INFORMATION SHOWN below:
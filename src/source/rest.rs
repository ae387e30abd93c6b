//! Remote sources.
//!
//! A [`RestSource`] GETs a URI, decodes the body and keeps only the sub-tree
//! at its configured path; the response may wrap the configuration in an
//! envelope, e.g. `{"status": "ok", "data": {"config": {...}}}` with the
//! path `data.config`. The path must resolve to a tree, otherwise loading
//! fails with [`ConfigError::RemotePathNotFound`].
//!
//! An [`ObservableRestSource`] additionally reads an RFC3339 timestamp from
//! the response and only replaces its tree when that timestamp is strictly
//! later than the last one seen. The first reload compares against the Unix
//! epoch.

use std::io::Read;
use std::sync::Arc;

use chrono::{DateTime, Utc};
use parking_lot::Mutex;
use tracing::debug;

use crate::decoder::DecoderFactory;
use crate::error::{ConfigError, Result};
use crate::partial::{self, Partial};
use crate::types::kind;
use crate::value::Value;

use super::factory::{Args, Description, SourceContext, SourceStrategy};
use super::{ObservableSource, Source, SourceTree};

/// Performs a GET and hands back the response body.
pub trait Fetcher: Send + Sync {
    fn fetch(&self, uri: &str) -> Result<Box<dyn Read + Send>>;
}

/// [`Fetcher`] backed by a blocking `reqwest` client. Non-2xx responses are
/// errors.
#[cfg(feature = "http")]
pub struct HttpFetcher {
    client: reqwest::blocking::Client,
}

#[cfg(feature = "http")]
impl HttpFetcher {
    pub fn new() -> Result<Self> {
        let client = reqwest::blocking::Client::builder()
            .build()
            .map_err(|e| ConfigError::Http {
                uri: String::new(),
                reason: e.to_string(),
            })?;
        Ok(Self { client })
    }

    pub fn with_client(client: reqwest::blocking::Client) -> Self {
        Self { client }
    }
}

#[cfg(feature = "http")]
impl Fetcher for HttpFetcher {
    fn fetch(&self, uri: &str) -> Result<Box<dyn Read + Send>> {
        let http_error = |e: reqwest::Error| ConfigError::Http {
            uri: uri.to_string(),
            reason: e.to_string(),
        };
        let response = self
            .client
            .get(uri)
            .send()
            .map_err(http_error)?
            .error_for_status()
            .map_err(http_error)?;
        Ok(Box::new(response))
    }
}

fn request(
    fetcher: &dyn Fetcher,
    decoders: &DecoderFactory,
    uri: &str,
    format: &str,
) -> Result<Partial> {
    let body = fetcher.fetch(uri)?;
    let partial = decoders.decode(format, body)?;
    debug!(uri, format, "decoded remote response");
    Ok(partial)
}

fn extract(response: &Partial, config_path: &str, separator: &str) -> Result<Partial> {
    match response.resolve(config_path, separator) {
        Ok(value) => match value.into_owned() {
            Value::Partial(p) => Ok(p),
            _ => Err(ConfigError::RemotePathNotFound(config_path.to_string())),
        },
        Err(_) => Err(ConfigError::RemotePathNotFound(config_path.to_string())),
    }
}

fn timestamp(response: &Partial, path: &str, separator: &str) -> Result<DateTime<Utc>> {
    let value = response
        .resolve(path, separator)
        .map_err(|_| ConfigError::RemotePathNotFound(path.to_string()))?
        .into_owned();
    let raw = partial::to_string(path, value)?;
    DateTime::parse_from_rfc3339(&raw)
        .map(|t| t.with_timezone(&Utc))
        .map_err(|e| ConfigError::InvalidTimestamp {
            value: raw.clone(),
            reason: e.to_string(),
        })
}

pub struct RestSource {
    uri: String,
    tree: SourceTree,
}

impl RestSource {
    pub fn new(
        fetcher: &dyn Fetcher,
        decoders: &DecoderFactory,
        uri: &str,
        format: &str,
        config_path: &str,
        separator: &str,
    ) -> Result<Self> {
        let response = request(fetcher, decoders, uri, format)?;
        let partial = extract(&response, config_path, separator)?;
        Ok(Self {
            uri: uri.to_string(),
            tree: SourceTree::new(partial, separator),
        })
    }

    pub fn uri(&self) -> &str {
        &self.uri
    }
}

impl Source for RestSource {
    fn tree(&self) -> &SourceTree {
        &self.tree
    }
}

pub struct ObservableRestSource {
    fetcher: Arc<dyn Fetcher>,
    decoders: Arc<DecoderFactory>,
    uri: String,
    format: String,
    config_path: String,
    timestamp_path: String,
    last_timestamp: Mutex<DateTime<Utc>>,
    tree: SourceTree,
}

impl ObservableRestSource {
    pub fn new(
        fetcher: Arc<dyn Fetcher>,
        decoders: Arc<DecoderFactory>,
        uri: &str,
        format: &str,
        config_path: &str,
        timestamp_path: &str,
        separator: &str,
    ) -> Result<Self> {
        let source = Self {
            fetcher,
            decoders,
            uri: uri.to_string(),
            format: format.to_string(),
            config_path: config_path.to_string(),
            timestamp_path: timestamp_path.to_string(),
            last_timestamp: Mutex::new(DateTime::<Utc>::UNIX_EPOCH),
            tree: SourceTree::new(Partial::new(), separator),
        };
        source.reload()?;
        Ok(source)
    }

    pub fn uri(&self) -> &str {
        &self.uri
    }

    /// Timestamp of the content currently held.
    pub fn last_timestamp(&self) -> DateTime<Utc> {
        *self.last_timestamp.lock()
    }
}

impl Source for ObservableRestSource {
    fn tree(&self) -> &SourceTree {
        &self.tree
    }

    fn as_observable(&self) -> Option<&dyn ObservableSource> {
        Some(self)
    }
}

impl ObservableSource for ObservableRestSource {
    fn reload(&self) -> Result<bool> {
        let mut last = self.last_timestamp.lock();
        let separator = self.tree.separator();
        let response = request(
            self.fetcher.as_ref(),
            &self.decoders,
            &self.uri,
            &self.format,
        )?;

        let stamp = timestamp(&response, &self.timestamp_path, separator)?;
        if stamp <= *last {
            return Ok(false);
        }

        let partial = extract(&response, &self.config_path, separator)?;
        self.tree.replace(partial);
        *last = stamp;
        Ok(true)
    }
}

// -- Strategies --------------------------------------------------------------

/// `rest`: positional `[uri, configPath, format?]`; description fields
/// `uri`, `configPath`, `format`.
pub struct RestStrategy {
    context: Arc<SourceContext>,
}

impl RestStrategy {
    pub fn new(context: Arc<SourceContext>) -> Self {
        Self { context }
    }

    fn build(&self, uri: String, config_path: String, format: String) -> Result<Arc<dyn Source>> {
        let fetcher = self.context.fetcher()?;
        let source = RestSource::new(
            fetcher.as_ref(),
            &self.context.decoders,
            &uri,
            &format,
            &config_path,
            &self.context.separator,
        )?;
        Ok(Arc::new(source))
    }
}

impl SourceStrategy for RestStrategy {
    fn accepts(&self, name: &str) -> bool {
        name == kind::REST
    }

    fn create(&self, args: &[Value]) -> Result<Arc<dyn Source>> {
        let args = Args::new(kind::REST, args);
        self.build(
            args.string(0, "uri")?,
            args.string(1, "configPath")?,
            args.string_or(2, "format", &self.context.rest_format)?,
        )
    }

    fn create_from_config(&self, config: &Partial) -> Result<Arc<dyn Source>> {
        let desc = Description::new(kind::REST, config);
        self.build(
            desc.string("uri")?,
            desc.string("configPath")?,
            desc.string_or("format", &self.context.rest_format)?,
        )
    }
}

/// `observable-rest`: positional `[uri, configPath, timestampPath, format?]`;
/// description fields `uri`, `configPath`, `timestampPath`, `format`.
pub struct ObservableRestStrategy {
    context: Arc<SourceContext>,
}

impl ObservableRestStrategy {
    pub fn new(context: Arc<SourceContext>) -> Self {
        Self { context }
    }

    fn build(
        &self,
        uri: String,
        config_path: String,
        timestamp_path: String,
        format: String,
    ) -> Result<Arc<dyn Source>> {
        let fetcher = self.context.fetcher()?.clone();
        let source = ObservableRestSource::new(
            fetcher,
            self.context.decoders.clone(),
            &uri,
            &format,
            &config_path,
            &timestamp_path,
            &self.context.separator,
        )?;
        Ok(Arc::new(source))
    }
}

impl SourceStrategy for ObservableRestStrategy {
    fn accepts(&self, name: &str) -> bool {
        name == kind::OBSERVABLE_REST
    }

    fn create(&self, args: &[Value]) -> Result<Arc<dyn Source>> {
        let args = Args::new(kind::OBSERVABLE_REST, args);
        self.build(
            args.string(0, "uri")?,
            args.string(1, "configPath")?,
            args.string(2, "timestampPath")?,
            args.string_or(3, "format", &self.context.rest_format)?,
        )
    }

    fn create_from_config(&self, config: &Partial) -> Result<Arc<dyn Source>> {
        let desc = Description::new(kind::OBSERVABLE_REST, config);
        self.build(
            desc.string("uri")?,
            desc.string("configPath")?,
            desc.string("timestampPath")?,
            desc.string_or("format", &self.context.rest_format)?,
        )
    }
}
End of INFORMATION SHOWN.
* EXERCISE *
For each line in the data that holds the word "struct", copy the line.

* EXPECTED OUTPUT *
pub struct HttpFetcher {
pub struct RestSource {
pub struct ObservableRestSource {
pub struct RestStrategy {
pub struct ObservableRestStrategy {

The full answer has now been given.